• **Exercise requirements**: Here you must reproduce each line of the data exactly.

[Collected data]
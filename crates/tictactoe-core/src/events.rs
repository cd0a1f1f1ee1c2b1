//! Events produced by successful moves.

use crate::player::Player;
use serde::Serialize;

/// Something that happened as the result of a move
#[derive(Debug, Clone, PartialEq, Eq, Serialize)]
pub enum GameEvent {
    /// A player claimed a cell
    MarkPlaced {
        player: Player,
        row: usize,
        col: usize,
    },

    /// The move completed a line
    GameWon { player: Player },

    /// The move filled the board without completing a line
    GameDrawn,
}
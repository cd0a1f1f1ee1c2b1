//! Command-line and environment configuration.

use clap::Parser;
use tictactoe_core::DEFAULT_SIZE;

#[derive(Debug, Parser)]
#[command(name = "tictactoe")]
#[command(about = "Two-player tic-tac-toe on an N x N board")]
pub struct Config {
    /// Number of rows and columns on the board
    #[arg(long, short, env = "TICTACTOE_SIZE", default_value_t = DEFAULT_SIZE, value_parser = parse_size)]
    pub size: usize,

    /// Print the final game state as JSON once the game ends
    #[arg(long)]
    pub json: bool,
}

fn parse_size(s: &str) -> Result<usize, String> {
    let size: usize = s
        .parse()
        .map_err(|_| format!("`{}` is not a board size", s))?;
    if size == 0 {
        return Err("board size must be at least 1".to_string());
    }
    Ok(size)
}
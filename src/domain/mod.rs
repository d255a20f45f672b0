// ==========================================
// 轧线排程校验系统 - 领域模型层
// ==========================================
// 职责: 定义领域实体与封闭集类型
// 红线: 不含文件访问逻辑, 不含引擎逻辑
// ==========================================

pub mod order;
pub mod schedule;
pub mod types;

// 重导出核心类型
pub use order::{Order, OrderCatalog};
pub use schedule::{ScheduleEntry, SubmissionDoc};
pub use types::{Composition, DateWindow, EntryKind, ProductType, TuneKind};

• **Solution to this problem**:
filename crates/tictactoe-core/src/events.rs
repository cd0a1f1f1ee1c2b1
//! Events produced by successful moves.

use crate::player::Player;
use serde::Serialize;

/// Something that happened as the result of a move
#[derive(Debug, Clone, PartialEq, Eq, Serialize)]
pub enum GameEvent {
    /// A player claimed a cell
    MarkPlaced {
        player: Player,
        row: usize,
        col: usize,
    },

    /// The move completed a line
    GameWon { player: Player },

    /// The move filled the board without completing a line
    GameDrawn,
}
repository cd0a1f1f1ee1c2b1
//! Command-line and environment configuration.

use clap::Parser;
use tictactoe_core::DEFAULT_SIZE;

#[derive(Debug, Parser)]
#[command(name = "tictactoe")]
#[command(about = "Two-player tic-tac-toe on an N x N board")]
pub struct Config {
    /// Number of rows and columns on the board
    #[arg(long, short, env = "TICTACTOE_SIZE", default_value_t = DEFAULT_SIZE, value_parser = parse_size)]
    pub size: usize,

    /// Print the final game state as JSON once the game ends
    #[arg(long)]
    pub json: bool,
}

fn parse_size(s: &str) -> Result<usize, String> {
    let size: usize = s
        .parse()
        .map_err(|_| format!("`{}` is not a board size", s))?;
    if size == 0 {
        return Err("board size must be at least 1".to_string());
    }
    Ok(size)
}
filename src/domain/mod.rs
repository d255a20f45f672b0
// ==========================================
// 轧线排程校验系统 - 领域模型层
// ==========================================
// 职责: 定义领域实体与封闭集类型
// 红线: 不含文件访问逻辑, 不含引擎逻辑
// ==========================================

pub mod order;
pub mod schedule;
pub mod types;

// 重导出核心类型
pub use order::{Order, OrderCatalog};
pub use schedule::{ScheduleEntry, SubmissionDoc};
pub use types::{Composition, DateWindow, EntryKind, ProductType, TuneKind};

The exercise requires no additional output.